My mother had found out that I had a boyfriend, and she disciplined me severely, physically and emotionally.

I was punished for falling in love.

Our entire clan and neighborhood witnessed the turmoil in our household after my secret love was discovered. The harsh words and physical beatings were almost unbearable. I wanted to rebel against the societal norms that that said I was far too young to date, especially without my mother’s permission and supervision. But I knew it would lead to my destruction and more pain.

I did the only thing I could do. I numbed myself, lost my soul and my dignity.

I lost myself.

Later, after I studied psychology as part of my nursing, I learned more about what I had done to survive that ordeal: I had found a way to force myself to forget the painful incident and suppress it in the back of my mind forever ... thinking it would stay there forever.

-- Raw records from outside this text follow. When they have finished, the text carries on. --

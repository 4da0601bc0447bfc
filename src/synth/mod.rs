// Purpose: voice management and polyphony
// This layer sits above the instruments and routes notes to them

pub mod manager;
pub mod message;
pub mod voice;

pub use manager::{VoiceManager, NO_VOICE};
pub use message::{MessageReceiver, SynthMessage};
pub use voice::{Voice, VoiceState};
//! Benchmarks for band-limited impulse train oscillators.

use std::hint::black_box;

use criterion::{BenchmarkId, Criterion};
use waveguide_synth::dsp::blit::{Blit, BlitSaw, BlitSquare};

use crate::{BLOCK_SIZES, SAMPLE_RATE};

pub fn bench_blit(c: &mut Criterion) {
    let mut group = c.benchmark_group("dsp/blit");

    for &size in BLOCK_SIZES {
        let mut impulse = Blit::new(220.0, SAMPLE_RATE);
        group.bench_with_input(BenchmarkId::new("impulse", size), &size, |b, _| {
            b.iter(|| (0..size).map(|_| black_box(impulse.tick())).sum::<f32>())
        });

        let mut saw = BlitSaw::new(220.0, SAMPLE_RATE);
        group.bench_with_input(BenchmarkId::new("saw", size), &size, |b, _| {
            b.iter(|| (0..size).map(|_| black_box(saw.tick())).sum::<f32>())
        });

        let mut square = BlitSquare::new(220.0, SAMPLE_RATE);
        group.bench_with_input(BenchmarkId::new("square", size), &size, |b, _| {
            b.iter(|| (0..size).map(|_| black_box(square.tick())).sum::<f32>())
        });
    }

    group.finish();
}
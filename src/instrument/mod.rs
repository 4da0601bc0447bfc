//! Physical-model instruments.
//!
//! Every instrument produces one sample per [`Instrument::tick`] and reacts to
//! note and control events. Amplitudes are normalized to `[0, 1]`; control
//! values arrive in MIDI range `0..=128` (see [`control`]).
//!
//! Use the [`Instrument`] trait when writing code generic over a model, or
//! [`AnyInstrument`] to hold a mix of models in one slice without boxing.

pub mod bowed_bar;
pub mod control;
pub mod drone;
pub mod flute;
pub mod mandolin;
pub mod plucked;
pub mod shakers;
pub mod sitar;

pub use bowed_bar::{BarPreset, BowedBar};
pub use drone::Drone;
pub use flute::Flute;
pub use mandolin::Mandolin;
pub use plucked::{Plucked, Plucked2};
pub use shakers::{ShakerPreset, Shakers};
pub use sitar::Sitar;

use crate::NORM_7;

/// A note or control event for a single instrument.
#[derive(Debug, Clone, Copy, PartialEq)]
#[cfg_attr(feature = "serde", derive(serde::Serialize, serde::Deserialize))]
pub enum ControlEvent {
    NoteOn { frequency: f32, amplitude: f32 },
    NoteOff { amplitude: f32 },
    ControlChange { number: u16, value: f32 },
    SetFrequency { frequency: f32 },
    /// Bend relative to `frequency`, in semitones.
    PitchBend { frequency: f32, semitones: f32 },
}

/// Core trait for sound-producing models.
pub trait Instrument: Send {
    fn set_frequency(&mut self, frequency: f32);

    /// Start a note. `amplitude` is in `[0, 1]`.
    fn note_on(&mut self, frequency: f32, amplitude: f32);

    /// Release the current note.
    fn note_off(&mut self, amplitude: f32);

    /// React to a control change. Unknown numbers are ignored with a warning.
    fn control_change(&mut self, number: u16, value: f32);

    fn tick(&mut self) -> f32;

    fn last_out(&self) -> f32;

    fn handle_event(&mut self, event: ControlEvent) {
        match event {
            ControlEvent::NoteOn {
                frequency,
                amplitude,
            } => self.note_on(frequency, amplitude),
            ControlEvent::NoteOff { amplitude } => self.note_off(amplitude),
            ControlEvent::ControlChange { number, value } => self.control_change(number, value),
            ControlEvent::SetFrequency { frequency } => self.set_frequency(frequency),
            ControlEvent::PitchBend {
                frequency,
                semitones,
            } => self.set_frequency(frequency * 2f32.powf(semitones / 12.0)),
        }
    }

    /// Fill `out` with consecutive samples.
    fn render(&mut self, out: &mut [f32]) {
        for sample in out.iter_mut() {
            *sample = self.tick();
        }
    }
}

impl Instrument for Box<dyn Instrument> {
    fn set_frequency(&mut self, frequency: f32) {
        (**self).set_frequency(frequency)
    }

    fn note_on(&mut self, frequency: f32, amplitude: f32) {
        (**self).note_on(frequency, amplitude)
    }

    fn note_off(&mut self, amplitude: f32) {
        (**self).note_off(amplitude)
    }

    fn control_change(&mut self, number: u16, value: f32) {
        (**self).control_change(number, value)
    }

    fn tick(&mut self) -> f32 {
        (**self).tick()
    }

    fn last_out(&self) -> f32 {
        (**self).last_out()
    }
}

/// Normalize a MIDI-range control value to `[0, 1]`, warning when it is out of range.
pub(crate) fn normalize_control(name: &str, value: f32) -> f32 {
    let norm = value * NORM_7;
    if !(0.0..=1.0).contains(&norm) {
        log::warn!("{name}: control value {value} outside 0..=128; clamping");
    }
    norm.clamp(0.0, 1.0)
}

/// Clamp an amplitude to `[0, 1]`, warning when it is out of range.
pub(crate) fn clamp_amplitude(name: &str, amplitude: f32) -> f32 {
    if !(0.0..=1.0).contains(&amplitude) {
        log::warn!("{name}: amplitude {amplitude} outside [0, 1]; clamping");
    }
    amplitude.clamp(0.0, 1.0)
}

/// Replace a non-positive frequency with 220 Hz, warning about it.
pub(crate) fn checked_frequency(name: &str, frequency: f32) -> f32 {
    if frequency <= 0.0 || !frequency.is_finite() {
        log::warn!("{name}: frequency {frequency} must be positive; using 220 Hz");
        220.0
    } else {
        frequency
    }
}

/// Closed set of models with static dispatch.
#[derive(Debug, Clone)]
pub enum AnyInstrument {
    Plucked(Plucked),
    Plucked2(Plucked2),
    Mandolin(Mandolin),
    Sitar(Sitar),
    Drone(Drone),
    Flute(Flute),
    BowedBar(BowedBar),
    Shakers(Shakers),
}

macro_rules! dispatch {
    ($self:expr, $inner:ident => $body:expr) => {
        match $self {
            AnyInstrument::Plucked($inner) => $body,
            AnyInstrument::Plucked2($inner) => $body,
            AnyInstrument::Mandolin($inner) => $body,
            AnyInstrument::Sitar($inner) => $body,
            AnyInstrument::Drone($inner) => $body,
            AnyInstrument::Flute($inner) => $body,
            AnyInstrument::BowedBar($inner) => $body,
            AnyInstrument::Shakers($inner) => $body,
        }
    };
}

impl Instrument for AnyInstrument {
    fn set_frequency(&mut self, frequency: f32) {
        dispatch!(self, inner => inner.set_frequency(frequency))
    }

    fn note_on(&mut self, frequency: f32, amplitude: f32) {
        dispatch!(self, inner => inner.note_on(frequency, amplitude))
    }

    fn note_off(&mut self, amplitude: f32) {
        dispatch!(self, inner => inner.note_off(amplitude))
    }

    fn control_change(&mut self, number: u16, value: f32) {
        dispatch!(self, inner => inner.control_change(number, value))
    }

    #[inline]
    fn tick(&mut self) -> f32 {
        dispatch!(self, inner => inner.tick())
    }

    fn last_out(&self) -> f32 {
        dispatch!(self, inner => inner.last_out())
    }
}

macro_rules! impl_from {
    ($($variant:ident),*) => {
        $(
            impl From<$variant> for AnyInstrument {
                fn from(instrument: $variant) -> Self {
                    AnyInstrument::$variant(instrument)
                }
            }
        )*
    };
}

impl_from!(Plucked, Plucked2, Mandolin, Sitar, Drone, Flute, BowedBar, Shakers);

#[cfg(test)]
mod tests {
    use super::*;

    #[test]
    fn pitch_bend_event_shifts_frequency() {
        let mut plucked = Plucked::new(44_100.0, 50.0);
        plucked.handle_event(ControlEvent::PitchBend {
            frequency: 220.0,
            semitones: 12.0,
        });
        assert!((plucked.frequency() - 440.0).abs() < 1e-3);
    }

    #[test]
    fn any_instrument_dispatches() {
        let mut instruments: Vec<AnyInstrument> = vec![
            Plucked::new(22_050.0, 50.0).into(),
            Sitar::new(22_050.0, 50.0).into(),
            Shakers::new(22_050.0).into(),
        ];
        for instrument in &mut instruments {
            instrument.handle_event(ControlEvent::NoteOn {
                frequency: 220.0,
                amplitude: 0.8,
            });
            let mut out = [0.0; 256];
            instrument.render(&mut out);
            assert!(out.iter().all(|x| x.is_finite()));
            assert_eq!(instrument.last_out(), out[255]);
        }
    }

    #[test]
    fn boxed_instruments_work() {
        let mut boxed: Box<dyn Instrument> = Box::new(Drone::new(22_050.0, 50.0));
        boxed.note_on(110.0, 1.0);
        let energy: f32 = (0..4_000).map(|_| boxed.tick().powi(2)).sum();
        assert!(energy > 0.0);
    }

    #[test]
    fn control_normalization_clamps() {
        assert_eq!(normalize_control("test", 64.0), 0.5);
        assert_eq!(normalize_control("test", 200.0), 1.0);
        assert_eq!(normalize_control("test", -3.0), 0.0);
        assert_eq!(clamp_amplitude("test", 1.5), 1.0);
        assert_eq!(checked_frequency("test", -1.0), 220.0);
    }
}
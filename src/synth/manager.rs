use crate::config::EngineConfig;
use crate::instrument::Instrument;
use crate::synth::message::{MessageReceiver, SynthMessage};
use crate::synth::voice::{Voice, VoiceState};
use crate::NORM_7;

/// Returned by [`VoiceManager::note_on`] when no voice serves the channel.
pub const NO_VOICE: i64 = -1;

/// Release amplitude sent to a voice that is taken over by a new note.
const STEAL_AMPLITUDE: f32 = 0.5;

/// Frequency of a (fractional) MIDI note number, A3 = 220 Hz at note 57.
#[inline]
pub fn note_to_frequency(note: f32) -> f32 {
    220.0 * 2f32.powf((note - 57.0) / 12.0)
}

/// Polyphonic note router over a caller-owned slice of instruments.
///
/// Each registered voice names an instrument index and a channel. Note-ons go
/// to the first free voice on the channel, or steal the oldest one (lowest
/// tag). After a note-off a voice keeps rendering for the mute window before
/// it becomes free again.
///
/// The manager never owns the instruments, so every call that touches them
/// takes the slice. Indices that fall outside it are skipped with a warning.
#[derive(Debug, Clone)]
pub struct VoiceManager {
    voices: Vec<Voice>,
    mute_time: i64,
    next_tag: i64,
    last_out: f32,
}

impl VoiceManager {
    pub fn new(config: &EngineConfig) -> Self {
        Self::with_mute_time(config.mute_samples())
    }

    /// Mute window given directly in samples.
    pub fn with_mute_time(mute_time: i64) -> Self {
        Self {
            voices: Vec::new(),
            mute_time: mute_time.max(1),
            // Unused voices carry tag 0.
            next_tag: 1,
            last_out: 0.0,
        }
    }

    /// Register instrument `index` as a voice on `channel`.
    pub fn add_instrument(&mut self, index: usize, channel: u8) {
        log::debug!("VoiceManager: voice {} -> instrument {index} on channel {channel}", self.voices.len());
        self.voices.push(Voice::new(index, channel));
    }

    /// Unregister every voice that plays instrument `index`.
    pub fn remove_instrument(&mut self, index: usize) -> bool {
        let before = self.voices.len();
        self.voices.retain(|voice| voice.instrument != index);
        let removed = self.voices.len() != before;
        if !removed {
            log::warn!("VoiceManager: instrument {index} is not registered");
        }
        removed
    }

    pub fn voices(&self) -> &[Voice] {
        &self.voices
    }

    pub fn active_count(&self) -> usize {
        self.voices.iter().filter(|voice| voice.state() != VoiceState::Free).count()
    }

    pub fn mute_time(&self) -> i64 {
        self.mute_time
    }

    fn next_tag(&mut self) -> i64 {
        let tag = self.next_tag;
        self.next_tag += 1;
        tag
    }

    /// Start `note` with MIDI-range `amplitude`; returns the voice tag or [`NO_VOICE`].
    pub fn note_on<I: Instrument>(
        &mut self,
        instruments: &mut [I],
        note: f32,
        amplitude: f32,
        channel: u8,
    ) -> i64 {
        let frequency = note_to_frequency(note);

        let slot = self
            .voices
            .iter()
            .position(|voice| voice.is_free() && voice.channel == channel)
            .or_else(|| {
                // All voices on the channel are busy: take the oldest.
                self.voices
                    .iter()
                    .enumerate()
                    .filter(|(_, voice)| voice.channel == channel)
                    .min_by_key(|(_, voice)| voice.tag)
                    .map(|(slot, _)| slot)
            });

        let Some(slot) = slot else {
            log::warn!("VoiceManager: no voice on channel {channel}");
            return NO_VOICE;
        };

        let tag = self.next_tag();
        let voice = &mut self.voices[slot];
        if !voice.is_free() {
            log::debug!("VoiceManager: stealing voice with tag {}", voice.tag);
            if let Some(instrument) = instruments.get_mut(voice.instrument) {
                instrument.note_off(STEAL_AMPLITUDE);
            }
        }
        voice.start(tag, note, frequency);
        if let Some(instrument) = instruments.get_mut(voice.instrument) {
            instrument.note_on(frequency, amplitude * NORM_7);
        } else {
            log::warn!("VoiceManager: instrument {} missing from slice", voice.instrument);
        }
        tag
    }

    /// Release every voice on `channel` playing `note`.
    pub fn note_off<I: Instrument>(&mut self, instruments: &mut [I], note: f32, amplitude: f32, channel: u8) {
        let mute_time = self.mute_time;
        for voice in &mut self.voices {
            if voice.note_number == note && voice.channel == channel {
                if let Some(instrument) = instruments.get_mut(voice.instrument) {
                    instrument.note_off(amplitude * NORM_7);
                }
                voice.release(mute_time);
            }
        }
    }

    /// Release the voice started with `tag`.
    pub fn note_off_tag<I: Instrument>(&mut self, instruments: &mut [I], tag: i64, amplitude: f32) {
        let mute_time = self.mute_time;
        if let Some(voice) = self.voices.iter_mut().find(|voice| voice.tag == tag && !voice.is_free()) {
            if let Some(instrument) = instruments.get_mut(voice.instrument) {
                instrument.note_off(amplitude * NORM_7);
            }
            voice.release(mute_time);
        }
    }

    /// Retune every sounding voice on `channel` to `note`.
    pub fn set_frequency<I: Instrument>(&mut self, instruments: &mut [I], note: f32, channel: u8) {
        let frequency = note_to_frequency(note);
        for voice in self
            .voices
            .iter_mut()
            .filter(|voice| voice.channel == channel && !voice.is_free())
        {
            voice.note_number = note;
            voice.frequency = frequency;
            if let Some(instrument) = instruments.get_mut(voice.instrument) {
                instrument.set_frequency(frequency);
            }
        }
    }

    /// Retune the voice started with `tag` to `note`.
    pub fn set_frequency_tag<I: Instrument>(&mut self, instruments: &mut [I], tag: i64, note: f32) {
        let frequency = note_to_frequency(note);
        if let Some(voice) = self.voices.iter_mut().find(|voice| voice.tag == tag && !voice.is_free()) {
            voice.note_number = note;
            voice.frequency = frequency;
            if let Some(instrument) = instruments.get_mut(voice.instrument) {
                instrument.set_frequency(frequency);
            }
        }
    }

    /// Bend every sounding voice on `channel` relative to its note frequency.
    pub fn pitch_bend<I: Instrument>(&mut self, instruments: &mut [I], semitones: f32, channel: u8) {
        let scaler = 2f32.powf(semitones / 12.0);
        for voice in self
            .voices
            .iter()
            .filter(|voice| voice.channel == channel && !voice.is_free())
        {
            if let Some(instrument) = instruments.get_mut(voice.instrument) {
                instrument.set_frequency(voice.frequency * scaler);
            }
        }
    }

    pub fn control_change<I: Instrument>(&mut self, instruments: &mut [I], number: u16, value: f32, channel: u8) {
        for voice in self.voices.iter().filter(|voice| voice.channel == channel) {
            if let Some(instrument) = instruments.get_mut(voice.instrument) {
                instrument.control_change(number, value);
            }
        }
    }

    /// Release every held voice.
    pub fn silence<I: Instrument>(&mut self, instruments: &mut [I]) {
        let mute_time = self.mute_time;
        for voice in &mut self.voices {
            if voice.sounding > 0 {
                if let Some(instrument) = instruments.get_mut(voice.instrument) {
                    instrument.note_off(0.5);
                }
                voice.release(mute_time);
            }
        }
    }

    /// Apply every queued message.
    pub fn drain<I: Instrument>(&mut self, rx: &mut impl MessageReceiver, instruments: &mut [I]) {
        while let Some(message) = rx.pop() {
            self.handle_message(instruments, message);
        }
    }

    pub fn handle_message<I: Instrument>(&mut self, instruments: &mut [I], message: SynthMessage) {
        match message {
            SynthMessage::NoteOn {
                note,
                velocity,
                channel,
            } => {
                self.note_on(instruments, note, velocity, channel);
            }
            SynthMessage::NoteOff {
                note,
                velocity,
                channel,
            } => self.note_off(instruments, note, velocity, channel),
            SynthMessage::NoteOffTag { tag, velocity } => self.note_off_tag(instruments, tag, velocity),
            SynthMessage::SetFrequency { note, channel } => self.set_frequency(instruments, note, channel),
            SynthMessage::PitchBend { semitones, channel } => self.pitch_bend(instruments, semitones, channel),
            SynthMessage::ControlChange {
                number,
                value,
                channel,
            } => self.control_change(instruments, number, value, channel),
            SynthMessage::AllNotesOff => self.silence(instruments),
        }
    }

    /// Mix one sample from every sounding voice, averaged over all voices.
    #[inline]
    pub fn tick<I: Instrument>(&mut self, instruments: &mut [I]) -> f32 {
        if self.voices.is_empty() {
            self.last_out = 0.0;
            return 0.0;
        }
        let mut sum = 0.0;
        for voice in &mut self.voices {
            if voice.sounding != 0 {
                if let Some(instrument) = instruments.get_mut(voice.instrument) {
                    sum += instrument.tick();
                }
            }
            voice.advance();
        }
        self.last_out = sum / self.voices.len() as f32;
        self.last_out
    }

    pub fn render<I: Instrument>(&mut self, instruments: &mut [I], out: &mut [f32]) {
        for sample in out.iter_mut() {
            *sample = self.tick(instruments);
        }
    }

    pub fn last_out(&self) -> f32 {
        self.last_out
    }
}
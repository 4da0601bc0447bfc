//! Band-limited impulse trains and the waveforms integrated from them.
//!
//! A naive impulse train contains every harmonic up to infinity, so anything
//! above Nyquist folds back as aliasing. A band-limited impulse train (BLIT)
//! sums only the first `M` harmonics, which has a closed form:
//!
//! ```text
//!          sin(M θ)
//! y(θ) = ───────────      θ advances by π / p per sample
//!         M sin(θ)        p = samples per period
//! ```
//!
//! At `θ = 0` (and `θ = π` for odd `M`) both sine terms vanish; the limiting
//! value there is 1.
//!
//! `M = 2k + 1` for `k` harmonics. With `k = 0` the generator picks the
//! largest count that stays below Nyquist, `floor(p / 2)`.
//!
//! - [`Blit`]: the impulse train itself.
//! - [`BlitSaw`]: integrates the train through a leaky integrator after
//!   removing its DC component (`1 / p`), giving a sawtooth.
//! - [`BlitSquare`]: an even-`M` bipolar train (alternating-sign impulses
//!   every half period) integrated into a square wave. The integration leaves
//!   a DC bias, so the result goes through a DC blocker.

use std::f32::consts::{PI, TAU};

use crate::dsp::filter::DcBlock;

const GUARD: f32 = f32::EPSILON;

fn harmonic_count(harmonics: u32, period: f32) -> u32 {
    if harmonics == 0 {
        (0.5 * period).floor().max(0.0) as u32
    } else {
        harmonics
    }
}

fn samples_per_period(frequency: f32, sample_rate: f32) -> f32 {
    if frequency <= 0.0 || !frequency.is_finite() {
        log::warn!("Blit: frequency {frequency} must be positive; using 220 Hz");
        sample_rate / 220.0
    } else {
        sample_rate / frequency
    }
}

/// Band-limited impulse train.
#[derive(Debug, Clone)]
pub struct Blit {
    sample_rate: f32,
    harmonics: u32,
    period: f32,
    rate: f32,
    phase: f32,
    m: u32,
    last_out: f32,
}

impl Blit {
    pub fn new(frequency: f32, sample_rate: f32) -> Self {
        let mut blit = Self {
            sample_rate,
            harmonics: 0,
            period: 1.0,
            rate: 0.0,
            phase: 0.0,
            m: 1,
            last_out: 0.0,
        };
        blit.set_frequency(frequency);
        blit
    }

    pub fn set_frequency(&mut self, frequency: f32) {
        self.period = samples_per_period(frequency, self.sample_rate);
        self.rate = PI / self.period;
        self.update_harmonics();
    }

    /// Number of harmonics to synthesize; 0 means "as many as fit below Nyquist".
    pub fn set_harmonics(&mut self, harmonics: u32) {
        self.harmonics = harmonics;
        self.update_harmonics();
    }

    fn update_harmonics(&mut self) {
        self.m = 2 * harmonic_count(self.harmonics, self.period) + 1;
    }

    /// Restart at phase 0 (the peak of the impulse).
    pub fn reset(&mut self) {
        self.phase = 0.0;
        self.last_out = 0.0;
    }

    /// Set the phase as a fraction of a period in `[0, 1)`.
    pub fn set_phase(&mut self, phase: f32) {
        self.phase = PI * phase.rem_euclid(1.0);
    }

    #[inline]
    pub fn tick(&mut self) -> f32 {
        let denominator = self.phase.sin();
        self.last_out = if denominator.abs() <= GUARD {
            1.0
        } else {
            let m = self.m as f32;
            (m * self.phase).sin() / (m * denominator)
        };
        self.phase += self.rate;
        if self.phase >= PI {
            self.phase -= PI;
        }
        self.last_out
    }

    #[inline]
    pub fn last_out(&self) -> f32 {
        self.last_out
    }
}

/// Band-limited sawtooth.
#[derive(Debug, Clone)]
pub struct BlitSaw {
    sample_rate: f32,
    harmonics: u32,
    period: f32,
    rate: f32,
    phase: f32,
    m: u32,
    dc: f32,
    peak: f32,
    state: f32,
    last_out: f32,
}

impl BlitSaw {
    pub fn new(frequency: f32, sample_rate: f32) -> Self {
        let mut saw = Self {
            sample_rate,
            harmonics: 0,
            period: 1.0,
            rate: 0.0,
            phase: 0.0,
            m: 1,
            dc: 0.0,
            peak: 0.0,
            state: 0.0,
            last_out: 0.0,
        };
        saw.set_frequency(frequency);
        saw.reset();
        saw
    }

    pub fn set_frequency(&mut self, frequency: f32) {
        self.period = samples_per_period(frequency, self.sample_rate);
        self.dc = 1.0 / self.period;
        self.rate = PI * self.dc;
        self.update_harmonics();
    }

    pub fn set_harmonics(&mut self, harmonics: u32) {
        self.harmonics = harmonics;
        self.update_harmonics();
        // Start at the DC-free level so the waveform is centred from the outset.
        self.state = -0.5 * self.peak;
    }

    fn update_harmonics(&mut self) {
        self.m = 2 * harmonic_count(self.harmonics, self.period) + 1;
        self.peak = self.m as f32 / self.period;
    }

    pub fn reset(&mut self) {
        self.phase = 0.0;
        self.state = -0.5 * self.peak;
        self.last_out = 0.0;
    }

    #[inline]
    pub fn tick(&mut self) -> f32 {
        let denominator = self.phase.sin();
        let mut sample = if denominator.abs() <= GUARD {
            self.peak
        } else {
            (self.m as f32 * self.phase).sin() / (self.period * denominator)
        };
        sample += self.state - self.dc;
        self.state = sample * 0.995;
        self.phase += self.rate;
        if self.phase >= PI {
            self.phase -= PI;
        }
        self.last_out = sample;
        sample
    }

    #[inline]
    pub fn last_out(&self) -> f32 {
        self.last_out
    }
}

/// Band-limited square wave.
#[derive(Debug, Clone)]
pub struct BlitSquare {
    sample_rate: f32,
    harmonics: u32,
    period: f32,
    rate: f32,
    phase: f32,
    m: u32,
    peak: f32,
    last_blit: f32,
    dc_block: DcBlock,
}

/// Pole of the DC blocker after the square's integrator.
const SQUARE_DC_POLE: f32 = 0.999;

impl BlitSquare {
    pub fn new(frequency: f32, sample_rate: f32) -> Self {
        let mut square = Self {
            sample_rate,
            harmonics: 0,
            period: 1.0,
            rate: 0.0,
            phase: 0.0,
            m: 2,
            peak: 0.0,
            last_blit: 0.0,
            dc_block: DcBlock::new(SQUARE_DC_POLE),
        };
        square.set_frequency(frequency);
        square
    }

    pub fn set_frequency(&mut self, frequency: f32) {
        // The bipolar train has two impulses per period.
        self.period = 0.5 * samples_per_period(frequency, self.sample_rate);
        self.rate = PI / self.period;
        self.update_harmonics();
    }

    pub fn set_harmonics(&mut self, harmonics: u32) {
        self.harmonics = harmonics;
        self.update_harmonics();
    }

    fn update_harmonics(&mut self) {
        self.m = 2 * (harmonic_count(self.harmonics, self.period) + 1);
        self.peak = self.m as f32 / self.period;
    }

    pub fn reset(&mut self) {
        self.phase = 0.0;
        self.last_blit = 0.0;
        self.dc_block.clear();
    }

    #[inline]
    pub fn tick(&mut self) -> f32 {
        let previous = self.last_blit;
        let denominator = self.phase.sin();
        self.last_blit = if denominator.abs() < GUARD {
            // Positive impulse at θ = 0, negative one at θ = π.
            if self.phase < 0.1 || self.phase > TAU - 0.1 {
                self.peak
            } else {
                -self.peak
            }
        } else {
            (self.m as f32 * self.phase).sin() / (self.period * denominator)
        };
        self.last_blit += previous;

        let out = self.dc_block.tick(self.last_blit);

        self.phase += self.rate;
        if self.phase >= TAU {
            self.phase -= TAU;
        }
        out
    }

    #[inline]
    pub fn last_out(&self) -> f32 {
        self.dc_block.last_out()
    }
}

But that dream told me otherwise.

After that dream, I felt a desperate need to find him and to apologize, to explain.

Thanks to Facebook and Google — technology I could never have imaged when I was a teenager — I found him.

I discovered that after we broke up, he had graduated from seminary school and was planning to join the priesthood before changing course. He was still living in the Philippines. I tracked down a number and reached out to him by text, but there was no response.

Finally, I sent him an old pocketbook I had kept, which he would have remembered from our time together in 1974, along with my favorite high school literature novel, “Wuthering Heights.” It is a story, of course, of a deep love that is carried to the grave.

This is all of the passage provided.